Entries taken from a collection

━━━━━━━━━━━━━━━━━━━━━━━━━━━━━━

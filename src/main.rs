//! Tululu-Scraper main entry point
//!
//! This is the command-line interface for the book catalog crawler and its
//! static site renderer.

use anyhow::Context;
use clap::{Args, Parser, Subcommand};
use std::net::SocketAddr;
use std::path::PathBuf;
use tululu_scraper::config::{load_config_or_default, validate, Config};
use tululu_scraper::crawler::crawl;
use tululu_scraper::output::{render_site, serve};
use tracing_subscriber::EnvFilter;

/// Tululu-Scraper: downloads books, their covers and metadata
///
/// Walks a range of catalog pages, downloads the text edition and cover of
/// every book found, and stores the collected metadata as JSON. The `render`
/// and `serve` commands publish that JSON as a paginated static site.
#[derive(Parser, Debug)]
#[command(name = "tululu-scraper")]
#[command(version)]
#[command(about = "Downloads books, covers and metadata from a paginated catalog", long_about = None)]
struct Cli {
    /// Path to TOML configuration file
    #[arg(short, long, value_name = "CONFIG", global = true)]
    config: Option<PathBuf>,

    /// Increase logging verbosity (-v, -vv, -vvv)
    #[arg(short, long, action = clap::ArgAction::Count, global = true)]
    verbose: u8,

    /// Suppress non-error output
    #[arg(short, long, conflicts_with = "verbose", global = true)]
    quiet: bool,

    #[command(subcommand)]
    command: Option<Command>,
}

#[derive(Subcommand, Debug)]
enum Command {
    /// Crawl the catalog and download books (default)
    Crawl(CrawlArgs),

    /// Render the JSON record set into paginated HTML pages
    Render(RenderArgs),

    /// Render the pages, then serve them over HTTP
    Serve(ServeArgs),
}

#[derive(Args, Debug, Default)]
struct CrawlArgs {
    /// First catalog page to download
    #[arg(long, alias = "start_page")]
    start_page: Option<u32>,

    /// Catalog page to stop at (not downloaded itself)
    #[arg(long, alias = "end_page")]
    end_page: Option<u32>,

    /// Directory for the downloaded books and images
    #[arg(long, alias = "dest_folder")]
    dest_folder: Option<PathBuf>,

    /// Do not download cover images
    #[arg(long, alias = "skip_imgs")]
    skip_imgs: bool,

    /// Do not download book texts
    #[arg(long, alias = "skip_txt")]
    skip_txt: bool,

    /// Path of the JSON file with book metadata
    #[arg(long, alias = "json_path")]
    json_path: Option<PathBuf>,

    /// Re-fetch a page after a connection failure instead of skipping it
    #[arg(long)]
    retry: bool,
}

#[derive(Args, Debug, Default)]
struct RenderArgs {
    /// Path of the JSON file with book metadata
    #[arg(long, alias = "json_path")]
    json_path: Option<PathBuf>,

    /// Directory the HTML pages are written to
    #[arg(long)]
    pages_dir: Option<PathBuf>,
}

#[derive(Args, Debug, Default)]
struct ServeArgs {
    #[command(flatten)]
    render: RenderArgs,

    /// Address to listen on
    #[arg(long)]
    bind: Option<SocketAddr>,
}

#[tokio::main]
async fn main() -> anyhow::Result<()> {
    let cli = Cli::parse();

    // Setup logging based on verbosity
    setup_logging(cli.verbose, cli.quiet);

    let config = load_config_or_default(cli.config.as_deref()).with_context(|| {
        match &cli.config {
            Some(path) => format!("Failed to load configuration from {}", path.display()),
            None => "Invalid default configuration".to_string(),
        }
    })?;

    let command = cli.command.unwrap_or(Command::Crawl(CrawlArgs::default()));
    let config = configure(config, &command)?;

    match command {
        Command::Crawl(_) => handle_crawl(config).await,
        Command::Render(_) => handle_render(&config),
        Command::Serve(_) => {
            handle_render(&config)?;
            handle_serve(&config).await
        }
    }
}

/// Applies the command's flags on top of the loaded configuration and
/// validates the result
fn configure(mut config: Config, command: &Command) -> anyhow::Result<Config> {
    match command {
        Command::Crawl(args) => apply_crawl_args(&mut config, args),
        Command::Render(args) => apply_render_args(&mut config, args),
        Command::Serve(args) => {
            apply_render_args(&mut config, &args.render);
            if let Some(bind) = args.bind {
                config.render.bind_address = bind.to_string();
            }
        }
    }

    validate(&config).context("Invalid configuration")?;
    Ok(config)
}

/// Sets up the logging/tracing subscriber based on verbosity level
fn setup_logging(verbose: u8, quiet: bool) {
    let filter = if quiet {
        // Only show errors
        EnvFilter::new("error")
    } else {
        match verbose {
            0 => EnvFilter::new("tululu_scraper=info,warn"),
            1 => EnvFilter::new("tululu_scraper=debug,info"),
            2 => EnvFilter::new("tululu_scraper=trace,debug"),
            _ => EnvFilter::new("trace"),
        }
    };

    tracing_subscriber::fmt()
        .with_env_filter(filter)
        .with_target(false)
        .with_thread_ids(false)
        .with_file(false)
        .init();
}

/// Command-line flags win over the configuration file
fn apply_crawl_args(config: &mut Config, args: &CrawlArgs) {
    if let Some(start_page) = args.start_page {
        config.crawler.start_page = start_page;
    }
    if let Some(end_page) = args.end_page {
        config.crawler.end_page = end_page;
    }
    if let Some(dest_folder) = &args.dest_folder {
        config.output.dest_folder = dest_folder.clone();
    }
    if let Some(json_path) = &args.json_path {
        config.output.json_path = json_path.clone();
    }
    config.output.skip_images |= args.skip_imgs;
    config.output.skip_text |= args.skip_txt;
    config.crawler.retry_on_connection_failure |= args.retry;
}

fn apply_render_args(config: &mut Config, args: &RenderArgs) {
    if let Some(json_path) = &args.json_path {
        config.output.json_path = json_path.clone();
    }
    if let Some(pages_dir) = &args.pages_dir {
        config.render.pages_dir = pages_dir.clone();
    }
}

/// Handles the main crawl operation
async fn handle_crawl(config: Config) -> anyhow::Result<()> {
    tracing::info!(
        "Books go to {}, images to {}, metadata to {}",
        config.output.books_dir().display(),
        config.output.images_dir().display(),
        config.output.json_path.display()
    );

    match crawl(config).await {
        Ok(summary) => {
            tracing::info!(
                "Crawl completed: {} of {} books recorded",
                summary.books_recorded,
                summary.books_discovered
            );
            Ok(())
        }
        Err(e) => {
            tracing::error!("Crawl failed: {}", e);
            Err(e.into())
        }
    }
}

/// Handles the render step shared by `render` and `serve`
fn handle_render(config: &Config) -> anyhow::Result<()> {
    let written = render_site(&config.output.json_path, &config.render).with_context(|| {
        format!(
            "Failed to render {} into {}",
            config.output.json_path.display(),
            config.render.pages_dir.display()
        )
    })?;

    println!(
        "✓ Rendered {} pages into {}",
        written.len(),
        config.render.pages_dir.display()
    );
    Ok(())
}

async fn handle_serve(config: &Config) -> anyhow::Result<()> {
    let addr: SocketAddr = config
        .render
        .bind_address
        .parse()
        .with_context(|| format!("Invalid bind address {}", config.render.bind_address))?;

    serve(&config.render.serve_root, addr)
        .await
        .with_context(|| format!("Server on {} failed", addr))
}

━━━━━━━━━━━━━━━━━━━━━━━━━━━━━━

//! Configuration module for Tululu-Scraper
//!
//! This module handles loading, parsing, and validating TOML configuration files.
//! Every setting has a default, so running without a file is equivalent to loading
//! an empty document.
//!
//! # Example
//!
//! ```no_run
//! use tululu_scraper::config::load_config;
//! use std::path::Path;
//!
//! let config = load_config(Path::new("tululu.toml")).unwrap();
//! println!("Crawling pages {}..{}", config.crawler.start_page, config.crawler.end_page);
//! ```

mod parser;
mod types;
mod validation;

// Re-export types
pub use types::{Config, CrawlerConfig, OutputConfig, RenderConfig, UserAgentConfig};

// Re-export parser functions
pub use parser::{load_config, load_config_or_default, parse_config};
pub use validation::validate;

━━━━━━━━━━━━━━━━━━━━━━━━━━━━━━

WHAT YOU HAVE TO DO: Each line in the records above that contains the word "display" must be copied.

RESULT FOR THIS EXERCISE:
            Some(path) => format!("Failed to load configuration from {}", path.display()),
        config.output.books_dir().display(),
        config.output.images_dir().display(),
        config.output.json_path.display()
            config.output.json_path.display(),
            config.render.pages_dir.display()
        config.render.pages_dir.display()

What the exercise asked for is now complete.